As shown in FIG. 3, the traffic filter 211 includes n rules, that is, rules 1 to n, and the rule n is set as a default rule. That is, the upper layer unit 210 filters the upper layer traffic through the rules 1 to n-1 of the traffic filter 211, and as a result of the filtering, the upper layer traffic is set to any one of the rules 1 to nn-1. If no rule is matched, the rule n, which is a default rule, is used to determine whether to pass or discard the upper layer traffic through the interface unit 220 to the lower layer unit 230. As a result, the default rule is a rule that is applied only when the upper layer traffic is not mapped to the conditions of all the rules included in the corresponding traffic filter except the default rule among the rules.
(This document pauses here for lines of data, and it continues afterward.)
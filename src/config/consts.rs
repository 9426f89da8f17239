/// Frames processed per event when the configuration does not say
pub const DEFAULT_FRAMES_PER_EVENT: usize = 1;
/// Sleep between non-blocking sweeps while the coordinator waits for confirmations
pub const DEFAULT_SHUTDOWN_POLL_INTERVAL_MS: u64 = 1;
/// Layer name selecting the built-in synthetic facility/detector
pub const SIMULATED_LAYER: &str = "simulated";
// Copyright (c) 2025 Steve Wagner (ciroque@live.com)
// SPDX-License-Identifier: MIT

use std::fmt::{Display, Formatter};

/// Address of a process within the group.
pub type Rank = usize;

/// Discriminator routing a message to a logical channel.
#[derive(Debug, Clone, Copy, PartialEq, Eq, Hash)]
pub enum Tag {
    /// Ordinary data: one mapped result.
    Data,
    /// End of a worker's event stream.
    End,
    /// Request to shut down, coordinator to worker.
    Die,
    /// Shutdown confirmation, worker to coordinator.
    Dead,
}

impl Display for Tag {
    fn fmt(&self, f: &mut Formatter<'_>) -> std::fmt::Result {
        let name = match self {
            Tag::Data => "data",
            Tag::End => "end",
            Tag::Die => "die",
            Tag::Dead => "dead",
        };
        f.write_str(name)
    }
}

/// Source filter for probes and receives.
#[derive(Debug, Clone, Copy, PartialEq, Eq)]
pub enum Source {
    Any,
    Rank(Rank),
}

impl Source {
    pub fn matches(&self, rank: Rank) -> bool {
        match self {
            Source::Any => true,
            Source::Rank(expected) => *expected == rank,
        }
    }
}

/// A message travelling between group members.
///
/// The payload type `P` is opaque to the channel; only `Result` carries one.
#[derive(Debug, Clone, PartialEq)]
pub enum Message<P> {
    /// A mapped result for one frame.
    Result(P),
    /// Sent exactly once by a worker when its event source is exhausted.
    End { worker: Rank },
    /// Broadcast by the coordinator to stop a worker.
    Die,
    /// Sent by a worker immediately before it terminates.
    Dead,
}

impl<P> Message<P> {
    pub fn tag(&self) -> Tag {
        match self {
            Message::Result(_) => Tag::Data,
            Message::End { .. } => Tag::End,
            Message::Die => Tag::Die,
            Message::Dead => Tag::Dead,
        }
    }
}

/// A message taken out of a member's mailbox, together with its sender.
#[derive(Debug, Clone, PartialEq)]
pub struct Received<P> {
    pub source: Rank,
    pub message: Message<P>,
}

/// A worker's result as handed to the reduce function.
#[derive(Debug, Clone, PartialEq)]
pub struct ResultMessage<P> {
    /// Rank of the worker that produced the result.
    pub worker: Rank,
    pub payload: P,
}

#[cfg(test)]
mod tests {
    use super::*;

    #[test]
    fn test_message_tags() {
        assert_eq!(Message::Result(7u32).tag(), Tag::Data);
        assert_eq!(Message::<u32>::End { worker: 3 }.tag(), Tag::End);
        assert_eq!(Message::<u32>::Die.tag(), Tag::Die);
        assert_eq!(Message::<u32>::Dead.tag(), Tag::Dead);
    }

    #[test]
    fn test_source_filter() {
        assert!(Source::Any.matches(0));
        assert!(Source::Any.matches(42));
        assert!(Source::Rank(2).matches(2));
        assert!(!Source::Rank(2).matches(0));
    }
}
In this case, the case where the upper layer traffic is not mapped to the condition of the rule means that the upper layer unit 210 processes the upper layer traffic as a result of applying the upper layer traffic to the condition of the rule, that is, an interface. A state in which it is determined whether to deliver or discard to the lower layer unit 230 through the unit 220 is not determined.

In addition, it is assumed that each of the n rules includes a plurality of tuples, for example, five tuples. As shown in FIG. 3, each of the n rules is a destination IP address (DESTINATION IP ADDRESS), a source IP address (SOURCE IP ADDRESS), a protocol (PROTOCOL), and a destination port (DESTINATION PORT). And a source port. Here, the plurality of tuples may be set by a user of the SS or a provider of various application programs. Here, each tuple will be described as follows.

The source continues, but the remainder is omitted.